Paying Technical Debt

There seems to be a lot of talk lately about paying down technical debt. Some talk about how after the debt has built up enough it would be best to just scrap the system and rewrite. Some talk about how rewriting is never the solution. Others talk about using this debt as a tool. Many don’t want to see any of this debt in their code.

All Code Incurs Debt

All code at some point will incur tech debt. The framework it is built on has updates. The programming language has updates. Popularity of this third-party framework falls, and it becomes unmaintained. Security vulnerabilities are found. Incurring technical debt is unavoidable.

You can make choices around what type of debt to incur. You can choose where to incur this debt. Debt around how the code looks can be avoided with static code analysis.
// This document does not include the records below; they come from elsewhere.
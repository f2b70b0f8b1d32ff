// SPDX-FileCopyrightText: 2026 Taskgate Contributors
// SPDX-License-Identifier: MIT OR Apache-2.0

//! Message classification: raw Telegram updates to [`UserAction`] values.
//!
//! Kept free of network calls so classification is testable with
//! JSON-built teloxide types.

use teloxide::types::{ChatKind, Message};
use teloxide::utils::command::BotCommands;

use taskgate_core::types::UserId;
use taskgate_flow::UserAction;

/// Bot commands the menu advertises.
#[derive(BotCommands, Debug, Clone, Copy, PartialEq, Eq)]
#[command(rename_rule = "snake_case", description = "Taskgate commands:")]
pub enum Command {
    #[command(description = "start working with the bot")]
    Start,
    #[command(description = "show available commands")]
    Help,
    #[command(description = "link this chat to your account")]
    Register,
    #[command(description = "abandon the current dialogue")]
    Reset,
    #[command(description = "list your open census tasks")]
    CensusTasks,
    #[command(description = "list your open debit tasks")]
    DebitTasks,
}

/// The bot only works in private chats; group noise is dropped.
pub fn is_private(msg: &Message) -> bool {
    matches!(msg.chat.kind, ChatKind::Private(_))
}

/// In a private chat the chat id doubles as the user id.
pub fn chat_user(msg: &Message) -> UserId {
    UserId(msg.chat.id.0)
}

/// Classifies a non-command private message into a [`UserAction`].
///
/// Contact shares drive registration; plain text feeds whatever dialogue
/// stage is waiting for it. Anything else (stickers, photos) is `None`.
pub fn classify(msg: &Message) -> Option<UserAction> {
    if let Some(contact) = msg.contact() {
        return Some(UserAction::ShareContact {
            phone: contact.phone_number.clone(),
        });
    }
    msg.text().map(|text| UserAction::Text(text.to_owned()))
}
This can eliminate certain categories of potential future debt. However, you still incur a cost for this. Perhaps a license fee for the tool, but definitely time in the build, and developer time to fix issues. We can look at this as a small, short-term loan. It is repaid quickly, and the interest charged is very small. We pay this because on the other hand, when a bug goes unnoticed for a long period of time, the interest charged can become very great.

Paying Down Debt

We tend to look for times that we can use explicitly for paying down technical debt. We ask for bug fix sprints. Sometimes we can even get whole swaths of time devoted to upgrading this or that. Teams transition to “stabilization” or “performance” efforts. We are so disgusted at the amount of debt in our system that we want to just throw it away and start over.

As an industry we seem to go through huge swings of adding features, and then turning around and working on tech debt. Then back to features for a while. Then back to fixing, and so on. These swings are large and disruptive. Over time, the amplitude of these swings only increases.

We should instead focus on decreasing the amplitude of these swings. Clean the code as you work on it. Choose the “right” way to implement the new thing, rather than the “dirty” way. Take small steps, rather than not taking any steps, and hoping for a chance to take a giant leap sometime in the future.